최근 비만이 전 세계적인 문제로 대두되면서 임상 연구의 해석에 필요한 중요 자료를 제시해 줄 수 있는 동물 모델을 이용한 생리학적 기전 연구에 대한 관심이 높아지고 있다. 인삼은 많은 동물 실험에서 항비만 또는 항당뇨 효과가 보고되었으나 인체의 임상에서 비만을 연구한 논문은 거의 없는 실정이다. 이 연구에서는 신체계측치수와 대사지표를 활용한 동물 모델에서의 인삼의 항비만 효과의 근거수준을 평가하고자 한다. 전임상 단계에서 비만에 대한 인삼의 효과를 연구한 대조군 연구, 비교 연구를 포함시키고자 한다. 실험적으로 비만을 유도하는 도중 혹은 이후에 인삼을 투여하고, 일차평가변수는 신체계측치수, 이차평가변수는 지방조직의 무게, 섭취음식의 총량, 대사지표 등을 포함한다. 언어, 출판일 등 특별한 제한 없이 MEDLINE, Embase, PubMed, Web of Science, Scopus를 통해 논문 검색을 시행한다. 본 연구에서의 자료 수집은 개인 정보를 포함하지 않으며, 사생활 침해의 우려가 없으므로 윤리적 승인 대상에서 제외된다. 연구의 전체과정을 수행한 후 연구결과는 연관 저널에 출간하거나 관련 학회에 발표할 예정이다. 본 연구 프로토콜은 the Collaborative Approach to Meta-Analysis and Review of Animal Data from Experimental Studies (CAMARADES) website (
Recently the global epidemic problem of obesity has stimulated intense interest in the study of physiological mechanisms using animal models as a way to gain crucial data required for translation to human studies. Panax ginseng has been reported to have anti-obesity or anti- diabetic effects in many animal studies; however, there have been few studies investigating human obesity. Herein, we will assess and examine the evidence supporting the anti-obesity effect of Panax ginseng in animal models with respect to anthropometric and metabolic outcomes. We will include controlled, comparative studies assessing the effect of Panax ginseng in preclinical studies of obesity. Panax ginseng will be administered during or following the induction of experimental obesity. The primary outcome measure will be anthropometric assessment and the secondary outcome measures will include adipose tissue weight, total amount of food consumed and metabolic parameters. We will search MEDLINE, Embase, PubMed, Web of Science, and Scopus without language, publication date, or other restrictions. Ethical approval will not be necessary as the data collected in this study will not be individual patient data, consequently there will be no concerns about violations of privacy. After finishing the whole procedure, the results will be disseminated by publication in a peer-reviewed journal or presented at a relevant conference. This protocol has been registered on the Collaborative Approach to Meta-Analysis and Review of Animal Data from Experimental Studies (CAMARADES) website (
The American Medical Association announced its decision to officially classify obesity as a disease in June 20131,2). Obesity is increasingly considered a human health priority3) and a critical health issue requiring both prevention and treatment4,5). These global epidemic problems have stimulated intense interest in the study of physiological mechanisms regulating the balance between energy intake and energy expenditure. Recent research trends in gene targeting and related technologies using animal models have been crucial for evaluating features of human obesity and are being developed in the quest for novel interventions6,7).

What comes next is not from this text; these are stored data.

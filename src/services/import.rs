//! Listing import
//!
//! Loads comparison sets from CSV (`name,price` header) or JSON (an array of
//! `{name, price}` objects, or an object with a `listings` array). Values are
//! kept raw so that a bad price fails only its own row.

use std::collections::BTreeMap;
use std::path::Path;

use serde::Deserialize;
use tracing::info;

use crate::error::{AgentError, AgentResult};
use crate::models::{EstimateEntry, ListingEntry, ListingInput, RawValue};

#[derive(Deserialize)]
#[serde(untagged)]
enum ListingDocument {
    Bare(Vec<ListingEntry>),
    Wrapped { listings: Vec<ListingEntry> },
}

#[derive(Deserialize)]
#[serde(untagged)]
enum EstimateDocument {
    Wrapped { estimates: BTreeMap<String, EstimateEntry> },
    Bare(BTreeMap<String, EstimateEntry>),
}

/// Parse listings from CSV text
pub fn parse_listings_csv(data: &str) -> AgentResult<Vec<ListingInput>> {
    let mut reader = csv::ReaderBuilder::new()
        .trim(csv::Trim::All)
        .from_reader(data.as_bytes());

    let headers = reader
        .headers()
        .map_err(|e| AgentError::invalid("listings", format!("unreadable CSV header: {}", e)))?
        .clone();
    let column = |wanted: &str| {
        headers
            .iter()
            .position(|h| h.eq_ignore_ascii_case(wanted))
    };
    let name_col = column("name");
    let price_col = column("price")
        .ok_or_else(|| AgentError::invalid("listings", "CSV is missing a 'price' column"))?;

    let mut listings = Vec::new();
    for (row, record) in reader.records().enumerate() {
        let record = record.map_err(|e| {
            AgentError::invalid("listings", format!("unreadable CSV row {}: {}", row + 1, e))
        })?;

        let name = name_col
            .and_then(|i| record.get(i))
            .filter(|s| !s.is_empty())
            .map(str::to_string);
        let price = record
            .get(price_col)
            .filter(|s| !s.is_empty())
            .map(|s| RawValue::Text(s.to_string()));

        listings.push(ListingInput { name, price });
    }

    Ok(listings)
}

/// Parse listings from JSON text
pub fn parse_listings_json(data: &str) -> AgentResult<Vec<ListingEntry>> {
    let document: ListingDocument = serde_json::from_str(data)
        .map_err(|e| AgentError::invalid("listings", format!("expected a list of listings: {}", e)))?;
    Ok(match document {
        ListingDocument::Bare(listings) => listings,
        ListingDocument::Wrapped { listings } => listings,
    })
}

/// Load listings from a `.csv` or `.json` file
pub fn load_listings(path: &Path) -> AgentResult<Vec<ListingEntry>> {
    let data = std::fs::read_to_string(path)
        .map_err(|e| AgentError::Io(format!("Failed to read {}: {}", path.display(), e)))?;

    let is_csv = path
        .extension()
        .and_then(|ext| ext.to_str())
        .map(|ext| ext.eq_ignore_ascii_case("csv"))
        .unwrap_or(false);

    let listings = if is_csv {
        parse_listings_csv(&data)?
            .into_iter()
            .map(ListingEntry::from)
            .collect()
    } else {
        parse_listings_json(&data)?
    };

    info!(path = %path.display(), count = listings.len(), "loaded listings");
    Ok(listings)
}

/// Parse a keyed estimate batch, bare or wrapped in `{"estimates": ...}`
pub fn parse_estimates_json(data: &str) -> AgentResult<BTreeMap<String, EstimateEntry>> {
    let document: EstimateDocument = serde_json::from_str(data)
        .map_err(|e| AgentError::invalid("estimates", format!("expected a map of estimates: {}", e)))?;
    Ok(match document {
        EstimateDocument::Wrapped { estimates } => estimates,
        EstimateDocument::Bare(estimates) => estimates,
    })
}

/// Load an estimate batch from a JSON file
pub fn load_estimates(path: &Path) -> AgentResult<BTreeMap<String, EstimateEntry>> {
    let data = std::fs::read_to_string(path)
        .map_err(|e| AgentError::Io(format!("Failed to read {}: {}", path.display(), e)))?;
    let estimates = parse_estimates_json(&data)?;
    info!(path = %path.display(), count = estimates.len(), "loaded estimates");
    Ok(estimates)
}

#[cfg(test)]
mod tests {
    use super::*;
    use tempfile::TempDir;

    #[test]
    fn test_parse_csv() {
        let csv_data = "name,price\nTengah,450000\nBayshore,\"520,000\"\n,310000\nBroken,\n";
        let listings = parse_listings_csv(csv_data).unwrap();

        assert_eq!(listings.len(), 4);
        assert_eq!(listings[0].name.as_deref(), Some("Tengah"));
        assert_eq!(listings[1].price, Some(RawValue::Text("520,000".into())));
        assert!(listings[2].name.is_none());
        assert!(listings[3].price.is_none());
    }

    #[test]
    fn test_parse_csv_requires_price_column() {
        let err = parse_listings_csv("name,cost\nA,1\n").unwrap_err();
        assert!(err.to_string().contains("price"));
    }

    #[test]
    fn test_parse_json_bare_and_wrapped() {
        let bare = parse_listings_json(r#"[{"name": "A", "price": 450000}]"#).unwrap();
        let wrapped = parse_listings_json(r#"{"listings": [{"name": "A", "price": 450000}]}"#).unwrap();
        assert_eq!(bare, wrapped);
        assert!(parse_listings_json("[]").unwrap().is_empty());
        assert!(parse_listings_json("42").is_err());

        let mixed = parse_listings_json(r#"[{"name": "A", "price": 1}, "B", null]"#).unwrap();
        assert_eq!(mixed.len(), 3);
        assert!(matches!(mixed[1], ListingEntry::Malformed(_)));
    }

    #[test]
    fn test_load_listings_by_extension() {
        let temp_dir = TempDir::new().unwrap();
        let csv_path = temp_dir.path().join("set.CSV");
        std::fs::write(&csv_path, "name,price\nA,1\n").unwrap();
        assert_eq!(load_listings(&csv_path).unwrap().len(), 1);

        let json_path = temp_dir.path().join("set.json");
        std::fs::write(&json_path, r#"[{"name": "A", "price": 1}, {"name": "B"}]"#).unwrap();
        assert_eq!(load_listings(&json_path).unwrap().len(), 2);

        let missing = temp_dir.path().join("missing.json");
        assert!(matches!(load_listings(&missing), Err(AgentError::Io(_))));
    }

    #[test]
    fn test_parse_estimates() {
        let bare = parse_estimates_json(r#"{"q-4rm": {"estimatedPrice": 650000}}"#).unwrap();
        let wrapped =
            parse_estimates_json(r#"{"estimates": {"q-4rm": {"estimatedPrice": 650000}}}"#).unwrap();
        assert_eq!(bare, wrapped);
        assert!(bare.contains_key("q-4rm"));

        let mixed = parse_estimates_json(r#"{"a": {"estimatedPrice": 1}, "b": 5}"#).unwrap();
        assert!(matches!(mixed["b"], EstimateEntry::Malformed(_)));
    }
}
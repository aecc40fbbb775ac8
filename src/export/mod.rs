//! Output formats for AgentBTO
//!
//! - Text: human-readable tables (see `display`)
//! - JSON: the response envelope, pretty-printed
//! - YAML: the same envelope, for reading by eye
//! - CSV: one row per budget, listing or estimate

pub mod csv;
pub mod json;
pub mod yaml;

use clap::ValueEnum;
use serde::{Deserialize, Serialize};

pub use self::csv::write_calculation_csv;
pub use self::json::write_json;
pub use self::yaml::write_yaml;

/// Output format options
#[derive(Debug, Clone, Copy, PartialEq, Eq, Default, ValueEnum, Serialize, Deserialize)]
#[serde(rename_all = "lowercase")]
pub enum OutputFormat {
    /// Tables and summaries
    #[default]
    Text,
    /// JSON response envelope
    Json,
    /// YAML response envelope
    Yaml,
    /// Comma-separated rows
    Csv,
}
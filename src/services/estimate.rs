//! Estimate assessment
//!
//! Compares a budget with a cost estimate and its confidence interval, and
//! explains the result in a sentence or three.

use std::collections::BTreeMap;

use tracing::warn;

use crate::models::{
    AffordabilityStatus, Confidence, EstimateAssessment, EstimateEntry, EstimateFailure,
    EstimateOutcome, Money, PriceEstimate,
};

const SYMBOL: &str = "$";

/// Place a budget relative to the estimate's interval
pub fn classify_confidence(
    total_budget: Money,
    ci_lower: Option<Money>,
    ci_upper: Option<Money>,
) -> Confidence {
    match (ci_lower, ci_upper) {
        (Some(lo), Some(hi)) => {
            if total_budget >= hi {
                Confidence::LikelyAffordable
            } else if total_budget < lo {
                Confidence::LikelyUnaffordable
            } else {
                Confidence::Borderline
            }
        }
        (Some(lo), None) => {
            if total_budget >= lo {
                Confidence::LikelyAffordable
            } else {
                Confidence::LikelyUnaffordable
            }
        }
        (None, Some(hi)) => {
            if total_budget >= hi {
                Confidence::LikelyAffordable
            } else {
                Confidence::Borderline
            }
        }
        (None, None) => Confidence::Unknown,
    }
}

/// Judge a budget against one validated estimate
pub fn assess_estimate(total_budget: Money, estimate: &PriceEstimate) -> EstimateAssessment {
    let shortfall = estimate.estimated_price.excess_over(total_budget);
    let confidence = classify_confidence(total_budget, estimate.ci_lower, estimate.ci_upper);

    EstimateAssessment {
        affordability_status: AffordabilityStatus::from_shortfall(shortfall),
        shortfall,
        margin_vs_estimate: total_budget - estimate.estimated_price,
        confidence,
        explanation: explain(total_budget, estimate, confidence),
    }
}

/// Judge a keyed batch of raw estimates; failures stay scoped to their key
pub fn assess_estimates(
    total_budget: Money,
    estimates: &BTreeMap<String, EstimateEntry>,
) -> BTreeMap<String, EstimateOutcome> {
    estimates
        .iter()
        .map(|(id, input)| {
            let outcome = match input.resolve() {
                Ok(estimate) => EstimateOutcome::Assessed(assess_estimate(total_budget, &estimate)),
                Err(err) => {
                    warn!(id = %id, error = %err, "affordability assessment failed");
                    EstimateOutcome::Failed(EstimateFailure::from_error(&err))
                }
            };
            (id.clone(), outcome)
        })
        .collect()
}

fn explain(total_budget: Money, estimate: &PriceEstimate, confidence: Confidence) -> String {
    let fmt = |amount: Option<Money>| match amount {
        Some(m) => m.format_whole(SYMBOL),
        None => "N/A".to_string(),
    };

    let mut parts = vec![format!(
        "Budget {} vs estimate {}.",
        total_budget.format_whole(SYMBOL),
        estimate.estimated_price.format_whole(SYMBOL)
    )];

    if estimate.ci_lower.is_some() || estimate.ci_upper.is_some() {
        parts.push(format!(
            "95% CI: {} - {}.",
            fmt(estimate.ci_lower),
            fmt(estimate.ci_upper)
        ));
    }

    parts.push(
        match confidence {
            Confidence::LikelyAffordable => {
                "Your budget exceeds the upper bound, suggesting comfortable affordability."
            }
            Confidence::LikelyUnaffordable => {
                "Your budget is below the lower bound; affordability is unlikely."
            }
            Confidence::Borderline => {
                "Your budget intersects the CI; outcome is uncertain and depends on final pricing."
            }
            Confidence::Unknown => "Unable to assess confidence due to missing CI.",
        }
        .to_string(),
    );

    parts.join(" ")
}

Panax ginseng, the Greek word “panax” means “cure-all”, has several pharmacological and physiological effects that are gradually being discovered. These include beneficial effects on cancer, hypertension, diabetes, and nociception, as well as reported improvements in weak body conditions8,9). It has also been reported to have anti-obesity or antidiabetic effects10-12).
Previous studies have reported various mechanisms for the anti-obesity effect in animal models. These mechanisms include the reduction of intestinal absorption of dietary fat via inhibition of pancreatic lipase activity13), regulation of hypothalamic expression of orexigenic neuropeptide Y and anorexigenic cholecystokinin14,15), facilitation of lipoprotein lipase, and regulation of peroxisome proliferator-activated receptor-γ and adenosine monophosphate-activated protein kinase signaling16,17). However, the complicated relationship between Panax ginseng and its anti-obesity effects has not yet been clearly defined under in vivo conditions18). Although Panax ginseng and its components have been shown to exert anti-obesity effects via the modulation of physiological lipid metabolism in vivo or via intracellular signaling in numerous preclinical studies, the results are far from conclusive. Therefore, a systemic review and, if possible, meta-analysis are necessary to more fully examine the anti-obesity effects of ginseng in animal models. To the best of our knowledge, no systematic review or meta-analysis has reported critical evidence regarding the potential benefits of ginseng in animal models of obesity. Based on this study, we will assess and examine the evidence supporting the anti-obesity effect of Panax ginseng in animal models on anthropometric and metabolic outcomes.
This protocol was drafted through the recommendations for reporting of systematic reviews and meta- analyses of animal experiments and the Collaborative Approach to Meta-Analysis and Review of Animal Data from Experimental Studies (CAMARADES) guidelines19-21). However, as protocols for systematic review of animal studies are not currently accepted in the International Prospective Register of Systematic Reviews (PROSPERO), this protocol has been registered on the CAMARADES website (http://www.camarades.info).
We included controlled comparative studies (randomized, quasi-randomized, and nonrandomized) assessing the effect of Panax ginseng in preclinical models of obesity. All study designed for humans, such as randomized controlled studies, case studies, and cohort studies, were excluded. There were no language, publication date or publication status restrictions.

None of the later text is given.